So, what have we decided folks? 

I'm a young guy, what should I be doing with my money? At the moment I'm mostly investing in power tools and a beer belly. 

I imagine the #1 thing to do would be buy somewhere, i.e. stop paying someone else's mortgage. 

I started mine when I was 16, I was told my pot will be over £450k, 27 years later at £150 a month my pot might make £180k.  I put £1800 a year in and my annual payout will be £1500 a year in 2041! 

  The guy who sells your pension won’t be around and it’s mostly just salesman making money.

so at 55 I’m cashing it in, pay the tax and hopefully get a couple of deposits for my boys first properties if I’m lucky enough to still be here.

  Don’t put all your eggs in 1 basket, also don’t try planning everything to the letter, life has ways of interfering.

  You have to live just now, you are young, enjoy it.

  I always pensioned what I wouldn’t miss, and I’m a low risk investor so my return is low but steady ish.

  A £400 hedge cutter can make you a grand a week for 8 months of the year.  That’s a better investment imo.

  If you are a self employed, whatever you put in, the government will add 20%, then at the end they will tax you 25% for getting some of it back.  

  Things in life aren’t as simple as, renting good, renting bad!

  Difflocks post a few pages back is the best advice I’ve ever read on line.

  What kind of person are you?  Can you handle daily phone calls from a tennant moaning about a door nob?  Can you evict a family of 5 on Christmas eve for not paying their rent?

i let 3 properties for 8 years and it was a ball ache.  Unfortunately I had 2009 in the middle of all that so I never got bargains and when I sold I was happy to just get rid of the credit and stress.

  I had factors, lawyers, handymen, sparkies, plumbers all on speed dial.

i had 2 tenants intentionally damage the properties just to get a newer house by the time I found out, locks were smashed , belongings left and I couldn’t legally access them for 2 months.

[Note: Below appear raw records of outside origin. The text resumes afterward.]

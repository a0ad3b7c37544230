//! Pool facade
//!
//! Wires the registry, the loan engine and the fee calculator together behind
//! one handle and layers the observability surface (state queries, advisory
//! persistence) on top. All monetary operations go through here.

use crate::config::AppConfig;
use crate::core::error::PoolError;
use crate::core::oracle::PriceOracle;
use crate::core::receiver::FlashBorrower;
use crate::core::types::{AccountId, Amount, AssetId};
use crate::engine::{LoanEngine, SettlementPolicy};
use crate::fees::FeeCalculator;
use crate::registry::{AdminCap, AssetEntry, AssetRegistry};
use crate::store::StateStore;
use chrono::{DateTime, Utc};
use serde::{Deserialize, Serialize};
use std::sync::Arc;
use std::time::Duration;
use tracing::{debug, warn};

#[derive(Debug, Clone)]
pub struct PoolSettings {
    pub fee_fraction_bps: u32,
    pub settlement_policy: SettlementPolicy,
    pub callback_deadline: Duration,
}

impl Default for PoolSettings {
    fn default() -> Self {
        Self {
            fee_fraction_bps: 30,
            settlement_policy: SettlementPolicy::default(),
            callback_deadline: Duration::from_secs(30),
        }
    }
}

impl PoolSettings {
    pub fn from_config(config: &AppConfig) -> Self {
        Self {
            fee_fraction_bps: config.fee_fraction_bps,
            settlement_policy: config.settlement_policy,
            callback_deadline: Duration::from_secs(config.callback_deadline_secs),
        }
    }
}

/// Queryable per-asset state, also the persisted audit record.
#[derive(Debug, Clone, Serialize, Deserialize)]
pub struct AssetState {
    pub asset: AssetId,
    pub enabled: bool,
    pub total_shares: Amount,
    pub exchange_rate: u128,
    pub held_balance: Amount,
    pub updated_at: DateTime<Utc>,
}

pub struct FlashPool {
    registry: AssetRegistry,
    engine: LoanEngine,
    store: Option<Arc<dyn StateStore>>,
}

impl FlashPool {
    /// Builds a pool and mints its administrative capability. The capability
    /// is returned exactly once; whoever holds it is the operator.
    pub fn new(
        settings: PoolSettings,
        oracle: Arc<dyn PriceOracle>,
        store: Option<Arc<dyn StateStore>>,
    ) -> (Self, AdminCap) {
        let (registry, admin) = AssetRegistry::new();
        let fees = FeeCalculator::new(oracle, settings.fee_fraction_bps);
        let engine = LoanEngine::new(fees, settings.settlement_policy, settings.callback_deadline);
        (
            Self {
                registry,
                engine,
                store,
            },
            admin,
        )
    }

    pub fn settlement_policy(&self) -> SettlementPolicy {
        self.engine.policy()
    }

    /// Privileged: registers an asset or flips its enabled flag. First
    /// registration binds the token handle and allocates the ledger.
    pub async fn set_asset(
        &self,
        admin: &AdminCap,
        asset: AssetId,
        token: Arc<dyn crate::core::token::FungibleToken>,
        enabled: bool,
    ) -> Result<(), PoolError> {
        let entry = self.registry.set_asset(admin, asset, token, enabled)?;
        self.persist(&entry).await;
        Ok(())
    }

    pub fn is_enabled(&self, asset: &AssetId) -> bool {
        self.registry.is_enabled(asset)
    }

    pub fn assets(&self) -> Vec<AssetId> {
        self.registry
            .entries()
            .into_iter()
            .map(|entry| entry.id.clone())
            .collect()
    }

    /// The ledger's holding account for an asset. Public information: this is
    /// where repayments land.
    pub fn vault_account(&self, asset: &AssetId) -> Result<AccountId, PoolError> {
        Ok(self.registry.entry(asset)?.vault.clone())
    }

    /// Deposits `amount` of the underlying asset and mints shares at the
    /// current exchange rate. Returns the shares minted.
    pub async fn deposit(
        &self,
        asset: &AssetId,
        depositor: &AccountId,
        amount: Amount,
    ) -> Result<Amount, PoolError> {
        let entry = self.registry.entry(asset)?;
        entry.ensure_enabled()?;
        if amount == 0 {
            return Err(PoolError::ZeroAmount);
        }

        let mut ledger = entry
            .ledger
            .try_lock()
            .map_err(|_| PoolError::Reentrant(entry.id.clone()))?;

        // Quote the shares from the current rate before anything mutates.
        let shares = ledger.shares_for_deposit(amount)?;
        entry
            .token
            .transfer(depositor, &entry.vault, amount)
            .await
            .map_err(PoolError::token)?;
        ledger.mint(depositor, shares)?;
        debug!(asset = %entry.id, depositor = %depositor, amount, shares, "deposit");
        drop(ledger);

        self.persist(&entry).await;
        Ok(shares)
    }

    /// Burns `shares` and pays out the underlying at the current exchange
    /// rate. Returns the amount paid out.
    pub async fn redeem(
        &self,
        asset: &AssetId,
        holder: &AccountId,
        shares: Amount,
    ) -> Result<Amount, PoolError> {
        let entry = self.registry.entry(asset)?;
        entry.ensure_enabled()?;
        if shares == 0 {
            return Err(PoolError::ZeroAmount);
        }

        let mut ledger = entry
            .ledger
            .try_lock()
            .map_err(|_| PoolError::Reentrant(entry.id.clone()))?;

        let held = ledger.shares_of(holder);
        if shares > held {
            return Err(PoolError::InsufficientShares {
                asset: entry.id.clone(),
                requested: shares,
                held,
            });
        }
        let owed = ledger.amount_for_shares(shares)?;
        let available = entry
            .token
            .balance_of(&entry.vault)
            .await
            .map_err(PoolError::token)?;
        if owed > available {
            return Err(PoolError::InsufficientLiquidity {
                asset: entry.id.clone(),
                requested: owed,
                available,
            });
        }

        entry
            .token
            .transfer(&entry.vault, holder, owed)
            .await
            .map_err(PoolError::token)?;
        ledger.burn(holder, shares)?;
        debug!(asset = %entry.id, holder = %holder, shares, owed, "redeem");
        drop(ledger);

        self.persist(&entry).await;
        Ok(owed)
    }

    /// Issues and settles a flash loan in one call. Returns the collected fee.
    pub async fn flashloan(
        &self,
        asset: &AssetId,
        receiver: &dyn FlashBorrower,
        amount: Amount,
        initiator: &AccountId,
        data: &[u8],
    ) -> Result<Amount, PoolError> {
        let entry = self.registry.entry(asset)?;
        let fee = self
            .engine
            .flashloan(&entry, receiver, amount, initiator, data)
            .await?;
        self.persist(&entry).await;
        Ok(fee)
    }

    /// Authorized repay path for the loan currently in flight.
    pub async fn repay(
        &self,
        asset: &AssetId,
        payer: &AccountId,
        amount: Amount,
    ) -> Result<(), PoolError> {
        let entry = self.registry.entry(asset)?;
        entry.ensure_enabled()?;
        self.engine.repay(&entry, payer, amount).await
    }

    /// Quotes the current fee for borrowing `amount`, reading the oracle
    /// price fresh.
    pub async fn quote_fee(&self, asset: &AssetId, amount: Amount) -> Result<Amount, PoolError> {
        let entry = self.registry.entry(asset)?;
        entry.ensure_enabled()?;
        self.engine.fees().quote(asset, amount).await
    }

    pub async fn asset_state(&self, asset: &AssetId) -> Result<AssetState, PoolError> {
        let entry = self.registry.entry(asset)?;
        self.state_of(&entry).await
    }

    pub async fn share_balance(
        &self,
        asset: &AssetId,
        account: &AccountId,
    ) -> Result<Amount, PoolError> {
        let entry = self.registry.entry(asset)?;
        let ledger = entry
            .ledger
            .try_lock()
            .map_err(|_| PoolError::Reentrant(entry.id.clone()))?;
        Ok(ledger.shares_of(account))
    }

    async fn state_of(&self, entry: &Arc<AssetEntry>) -> Result<AssetState, PoolError> {
        let ledger = entry
            .ledger
            .try_lock()
            .map_err(|_| PoolError::Reentrant(entry.id.clone()))?;
        let held_balance = entry
            .token
            .balance_of(&entry.vault)
            .await
            .map_err(PoolError::token)?;
        Ok(AssetState {
            asset: entry.id.clone(),
            enabled: entry.is_enabled(),
            total_shares: ledger.total_shares(),
            exchange_rate: ledger.exchange_rate(),
            held_balance,
            updated_at: Utc::now(),
        })
    }

    /// Persists the asset's state for the audit surface. Advisory: a failing
    /// store is logged and never fails the accounting operation.
    async fn persist(&self, entry: &Arc<AssetEntry>) {
        let Some(store) = &self.store else {
            return;
        };
        match self.state_of(entry).await {
            Ok(state) => {
                if let Err(e) = store.put(&state) {
                    warn!(asset = %entry.id, "failed to persist asset state: {e:#}");
                }
            }
            Err(e) => warn!(asset = %entry.id, "failed to capture asset state: {e}"),
        }
    }
}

  I did have some excellent tenants, but they also never paid their rent on Christmas Eve , by the time I found out in January when the banks went back to work, I was getting letters from mortgage companies.

  Did I do everything perfectly, certainly not!

  What I’d say is take advice on the internet with a pinch of salt, whatever you are going to do, study and learn, do a course on economics, marketing, joinery, plumbing.

  Bankers will take your deposit and throw you a Set of keys to houses and large machinery.  After that it’s up to you to work it out.

  Good luck!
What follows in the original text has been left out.